» **RECORDS PROVIDED**:
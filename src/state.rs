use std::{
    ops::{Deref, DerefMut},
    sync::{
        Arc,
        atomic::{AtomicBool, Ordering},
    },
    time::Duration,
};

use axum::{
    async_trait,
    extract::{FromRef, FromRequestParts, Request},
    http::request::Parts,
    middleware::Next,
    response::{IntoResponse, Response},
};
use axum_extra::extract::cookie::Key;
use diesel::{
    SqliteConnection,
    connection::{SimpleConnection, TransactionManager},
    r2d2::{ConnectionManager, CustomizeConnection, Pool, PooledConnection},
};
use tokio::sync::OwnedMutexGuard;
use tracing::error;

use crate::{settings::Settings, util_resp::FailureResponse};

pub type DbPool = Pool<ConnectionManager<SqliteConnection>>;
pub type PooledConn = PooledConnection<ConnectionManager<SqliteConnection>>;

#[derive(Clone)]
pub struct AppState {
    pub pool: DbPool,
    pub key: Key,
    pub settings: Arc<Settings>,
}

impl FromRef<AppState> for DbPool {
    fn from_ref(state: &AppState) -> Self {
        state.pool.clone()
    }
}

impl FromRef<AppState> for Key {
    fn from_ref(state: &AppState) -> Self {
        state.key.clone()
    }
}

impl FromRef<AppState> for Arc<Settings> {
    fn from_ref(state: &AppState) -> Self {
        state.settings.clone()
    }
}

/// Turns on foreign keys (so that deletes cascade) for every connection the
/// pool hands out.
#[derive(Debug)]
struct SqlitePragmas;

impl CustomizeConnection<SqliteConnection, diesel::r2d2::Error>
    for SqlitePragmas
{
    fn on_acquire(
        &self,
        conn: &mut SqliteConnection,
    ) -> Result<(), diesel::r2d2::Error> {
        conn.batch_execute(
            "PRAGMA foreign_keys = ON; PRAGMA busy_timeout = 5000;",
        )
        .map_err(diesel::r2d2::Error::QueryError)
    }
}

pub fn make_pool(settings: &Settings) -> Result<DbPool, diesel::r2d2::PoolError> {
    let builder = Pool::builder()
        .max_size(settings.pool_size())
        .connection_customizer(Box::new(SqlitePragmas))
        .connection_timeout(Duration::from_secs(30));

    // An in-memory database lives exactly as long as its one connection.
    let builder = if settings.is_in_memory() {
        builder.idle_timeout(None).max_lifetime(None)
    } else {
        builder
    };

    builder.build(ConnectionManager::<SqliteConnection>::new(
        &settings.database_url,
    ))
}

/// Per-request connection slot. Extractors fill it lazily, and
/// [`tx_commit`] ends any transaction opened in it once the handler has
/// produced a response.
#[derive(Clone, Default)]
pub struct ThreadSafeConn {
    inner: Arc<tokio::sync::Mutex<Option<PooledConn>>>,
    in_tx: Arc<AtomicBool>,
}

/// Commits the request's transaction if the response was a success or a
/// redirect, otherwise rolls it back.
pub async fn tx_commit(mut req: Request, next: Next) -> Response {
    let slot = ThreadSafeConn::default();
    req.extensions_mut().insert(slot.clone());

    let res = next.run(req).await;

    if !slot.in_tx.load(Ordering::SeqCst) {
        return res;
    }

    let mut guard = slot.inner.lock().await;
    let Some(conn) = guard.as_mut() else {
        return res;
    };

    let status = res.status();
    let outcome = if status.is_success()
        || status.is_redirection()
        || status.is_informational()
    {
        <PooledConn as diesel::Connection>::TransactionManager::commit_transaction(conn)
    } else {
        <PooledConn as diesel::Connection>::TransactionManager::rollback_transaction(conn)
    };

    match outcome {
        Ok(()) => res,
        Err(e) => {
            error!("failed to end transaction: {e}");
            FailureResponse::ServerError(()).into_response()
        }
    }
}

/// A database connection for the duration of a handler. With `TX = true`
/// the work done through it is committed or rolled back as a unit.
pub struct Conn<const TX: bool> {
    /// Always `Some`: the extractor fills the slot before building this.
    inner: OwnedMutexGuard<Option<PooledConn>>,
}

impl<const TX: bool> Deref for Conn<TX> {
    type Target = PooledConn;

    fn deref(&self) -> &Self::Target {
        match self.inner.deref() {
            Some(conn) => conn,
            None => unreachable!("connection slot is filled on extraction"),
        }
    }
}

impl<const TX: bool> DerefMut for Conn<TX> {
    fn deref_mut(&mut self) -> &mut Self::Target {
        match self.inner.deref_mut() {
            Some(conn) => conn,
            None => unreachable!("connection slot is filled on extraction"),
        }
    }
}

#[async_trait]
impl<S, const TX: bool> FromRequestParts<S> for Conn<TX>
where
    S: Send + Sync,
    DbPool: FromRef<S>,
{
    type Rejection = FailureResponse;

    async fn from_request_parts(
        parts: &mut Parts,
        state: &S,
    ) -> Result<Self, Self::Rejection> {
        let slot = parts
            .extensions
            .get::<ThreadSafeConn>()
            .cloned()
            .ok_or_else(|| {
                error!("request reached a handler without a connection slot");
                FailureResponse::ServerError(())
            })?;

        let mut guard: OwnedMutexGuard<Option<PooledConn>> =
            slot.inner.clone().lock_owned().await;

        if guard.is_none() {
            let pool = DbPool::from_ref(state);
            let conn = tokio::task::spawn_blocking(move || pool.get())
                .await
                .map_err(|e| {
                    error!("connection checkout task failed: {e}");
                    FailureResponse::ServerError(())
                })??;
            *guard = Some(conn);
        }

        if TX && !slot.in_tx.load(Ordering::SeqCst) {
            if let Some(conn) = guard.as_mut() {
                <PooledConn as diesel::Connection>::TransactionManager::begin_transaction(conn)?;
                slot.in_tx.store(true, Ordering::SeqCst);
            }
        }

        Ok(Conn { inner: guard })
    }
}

» **TASK**:
The listing above should be repeated in its entirety, unchanged.

» **SOLVED EXERCISE**:
filename src/state.rs
use std::{
    ops::{Deref, DerefMut},
    sync::{
        Arc,
        atomic::{AtomicBool, Ordering},
    },
    time::Duration,
};

use axum::{
    async_trait,
    extract::{FromRef, FromRequestParts, Request},
    http::request::Parts,
    middleware::Next,
    response::{IntoResponse, Response},
};
use axum_extra::extract::cookie::Key;
use diesel::{
    SqliteConnection,
    connection::{SimpleConnection, TransactionManager},
    r2d2::{ConnectionManager, CustomizeConnection, Pool, PooledConnection},
};
use tokio::sync::OwnedMutexGuard;
use tracing::error;

use crate::{settings::Settings, util_resp::FailureResponse};

pub type DbPool = Pool<ConnectionManager<SqliteConnection>>;
pub type PooledConn = PooledConnection<ConnectionManager<SqliteConnection>>;

#[derive(Clone)]
pub struct AppState {
    pub pool: DbPool,
    pub key: Key,
    pub settings: Arc<Settings>,
}

impl FromRef<AppState> for DbPool {
    fn from_ref(state: &AppState) -> Self {
        state.pool.clone()
    }
}

impl FromRef<AppState> for Key {
    fn from_ref(state: &AppState) -> Self {
        state.key.clone()
    }
}

impl FromRef<AppState> for Arc<Settings> {
    fn from_ref(state: &AppState) -> Self {
        state.settings.clone()
    }
}

/// Turns on foreign keys (so that deletes cascade) for every connection the
/// pool hands out.
#[derive(Debug)]
struct SqlitePragmas;

impl CustomizeConnection<SqliteConnection, diesel::r2d2::Error>
    for SqlitePragmas
{
    fn on_acquire(
        &self,
        conn: &mut SqliteConnection,
    ) -> Result<(), diesel::r2d2::Error> {
        conn.batch_execute(
            "PRAGMA foreign_keys = ON; PRAGMA busy_timeout = 5000;",
        )
        .map_err(diesel::r2d2::Error::QueryError)
    }
}

pub fn make_pool(settings: &Settings) -> Result<DbPool, diesel::r2d2::PoolError> {
    let builder = Pool::builder()
        .max_size(settings.pool_size())
        .connection_customizer(Box::new(SqlitePragmas))
        .connection_timeout(Duration::from_secs(30));

    // An in-memory database lives exactly as long as its one connection.
    let builder = if settings.is_in_memory() {
        builder.idle_timeout(None).max_lifetime(None)
    } else {
        builder
    };

    builder.build(ConnectionManager::<SqliteConnection>::new(
        &settings.database_url,
    ))
}

/// Per-request connection slot. Extractors fill it lazily, and
/// [`tx_commit`] ends any transaction opened in it once the handler has
/// produced a response.
#[derive(Clone, Default)]
pub struct ThreadSafeConn {
    inner: Arc<tokio::sync::Mutex<Option<PooledConn>>>,
    in_tx: Arc<AtomicBool>,
}

/// Commits the request's transaction if the response was a success or a
/// redirect, otherwise rolls it back.
pub async fn tx_commit(mut req: Request, next: Next) -> Response {
    let slot = ThreadSafeConn::default();
    req.extensions_mut().insert(slot.clone());

    let res = next.run(req).await;

    if !slot.in_tx.load(Ordering::SeqCst) {
        return res;
    }

    let mut guard = slot.inner.lock().await;
    let Some(conn) = guard.as_mut() else {
        return res;
    };

    let status = res.status();
    let outcome = if status.is_success()
        || status.is_redirection()
        || status.is_informational()
    {
        <PooledConn as diesel::Connection>::TransactionManager::commit_transaction(conn)
    } else {
        <PooledConn as diesel::Connection>::TransactionManager::rollback_transaction(conn)
    };

    match outcome {
        Ok(()) => res,
        Err(e) => {
            error!("failed to end transaction: {e}");
            FailureResponse::ServerError(()).into_response()
        }
    }
}

/// A database connection for the duration of a handler. With `TX = true`
/// the work done through it is committed or rolled back as a unit.
pub struct Conn<const TX: bool> {
    /// Always `Some`: the extractor fills the slot before building this.
    inner: OwnedMutexGuard<Option<PooledConn>>,
}

impl<const TX: bool> Deref for Conn<TX> {
    type Target = PooledConn;

    fn deref(&self) -> &Self::Target {
        match self.inner.deref() {
            Some(conn) => conn,
            None => unreachable!("connection slot is filled on extraction"),
        }
    }
}

impl<const TX: bool> DerefMut for Conn<TX> {
    fn deref_mut(&mut self) -> &mut Self::Target {
        match self.inner.deref_mut() {
            Some(conn) => conn,
            None => unreachable!("connection slot is filled on extraction"),
        }
    }
}

#[async_trait]
impl<S, const TX: bool> FromRequestParts<S> for Conn<TX>
where
    S: Send + Sync,
    DbPool: FromRef<S>,
{
    type Rejection = FailureResponse;

    async fn from_request_parts(
        parts: &mut Parts,
        state: &S,
    ) -> Result<Self, Self::Rejection> {
        let slot = parts
            .extensions
            .get::<ThreadSafeConn>()
            .cloned()
            .ok_or_else(|| {
                error!("request reached a handler without a connection slot");
                FailureResponse::ServerError(())
            })?;

        let mut guard: OwnedMutexGuard<Option<PooledConn>> =
            slot.inner.clone().lock_owned().await;

        if guard.is_none() {
            let pool = DbPool::from_ref(state);
            let conn = tokio::task::spawn_blocking(move || pool.get())
                .await
                .map_err(|e| {
                    error!("connection checkout task failed: {e}");
                    FailureResponse::ServerError(())
                })??;
            *guard = Some(conn);
        }

        if TX && !slot.in_tx.load(Ordering::SeqCst) {
            if let Some(conn) = guard.as_mut() {
                <PooledConn as diesel::Connection>::TransactionManager::begin_transaction(conn)?;
                slot.in_tx.store(true, Ordering::SeqCst);
            }
        }

        Ok(Conn { inner: guard })
    }
}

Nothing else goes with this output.